On the Optimality of Optimistic Responsiveness

Synchronous consensus protocols, by definition, have a worst-case commit latency that depends on the bounded network delay. The notion of optimistic responsiveness was recently introduced to allow synchronous protocols to commit instantaneously when some optimistic conditions are met. In this work, we revisit this notion of optimistic responsiveness and present optimal latency results. We present a lower bound for Byzantine Broadcast that relates the latency of optimistic and synchronous commits when the designated sender is honest and while the optimistic commit can tolerate some faults. We then present two matching upper bounds for tolerating f faults out of $n = 2f+1$ parties. Our first upper bound result achieves optimal optimistic and synchronous commit latency when the designated sender is honest and the optimistic commit can tolerate at least one fault.
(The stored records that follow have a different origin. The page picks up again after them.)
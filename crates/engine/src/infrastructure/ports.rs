//! Port traits for infrastructure boundaries.
//!
//! The document store is the only external system this service talks
//! to. It is modeled after a Firestore-style document database:
//! named flat collections, string document ids, batched writes with
//! full-set and merge-upsert semantics, and a hard per-commit
//! operation ceiling. Adapters could swap SQLite for a hosted store
//! without touching the use cases.

use async_trait::async_trait;
use chrono::{DateTime, Utc};
use serde_json::{Map, Value};

use ptu_domain::DocId;

/// Document fields as stored: a flat JSON object.
pub type Fields = Map<String, Value>;

/// Hard provider-imposed ceiling on operations per batch commit.
/// Callers batch at a lower threshold to keep headroom under it.
pub const MAX_OPS_PER_COMMIT: usize = 500;

#[derive(Debug, thiserror::Error)]
pub enum StoreError {
    #[error("Store unavailable: {0}")]
    Unavailable(String),
    #[error("Store write failed: {0}")]
    WriteFailed(String),
    #[error("Serialization error: {0}")]
    Serialization(String),
}

/// A document read back from a collection.
#[derive(Debug, Clone)]
pub struct Document {
    pub id: DocId,
    pub fields: Fields,
}

/// Firestore-style document database port.
#[cfg_attr(test, mockall::automock)]
#[async_trait]
pub trait DocumentStore: Send + Sync {
    /// Stream every document in a collection, ordered by id.
    async fn list(&self, collection: &str) -> Result<Vec<Document>, StoreError>;

    /// Allocate a fresh document id without a store round-trip.
    fn allocate_id(&self) -> DocId;

    /// Open an empty write batch.
    fn batch(&self) -> Box<dyn WriteBatch>;
}

/// An open batch of pending writes.
///
/// Nothing is durable until `commit`; a batch holding more than
/// [`MAX_OPS_PER_COMMIT`] operations is rejected at commit time.
#[async_trait]
pub trait WriteBatch: Send {
    /// Queue a full overwrite of the document.
    fn set(&mut self, collection: &str, id: &DocId, fields: Fields);

    /// Queue a merge-upsert: supplied top-level fields are written
    /// over the existing document (created if absent), other fields
    /// untouched.
    fn merge(&mut self, collection: &str, id: &DocId, fields: Fields);

    /// Number of operations queued so far.
    fn ops(&self) -> usize;

    /// Apply all queued operations atomically.
    async fn commit(self: Box<Self>) -> Result<(), StoreError>;
}

/// Clock abstraction so record timestamps are testable.
#[cfg_attr(test, mockall::automock)]
pub trait ClockPort: Send + Sync {
    fn now(&self) -> DateTime<Utc>;
}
We experimentally evaluate this protocol and show that it achieves throughput comparable to state-of-the-art synchronous and partially synchronous protocols and under optimistic conditions achieves latency better than the state-of-the-art. Our second upper bound result achieves optimal optimistic and synchronous commit latency when the designated sender is honest but the optimistic commit does not tolerate any faults. The presence of matching lower and upper bound results make both of the results tight for $n = 2f+1$. Our upper bound results are presented in a state machine replication setting with a steady-state leader who is replaced with a view-change protocol when they do not make progress. For this setting, we also present an optimistically responsive protocol where the view-change protocol is optimistically responsive too.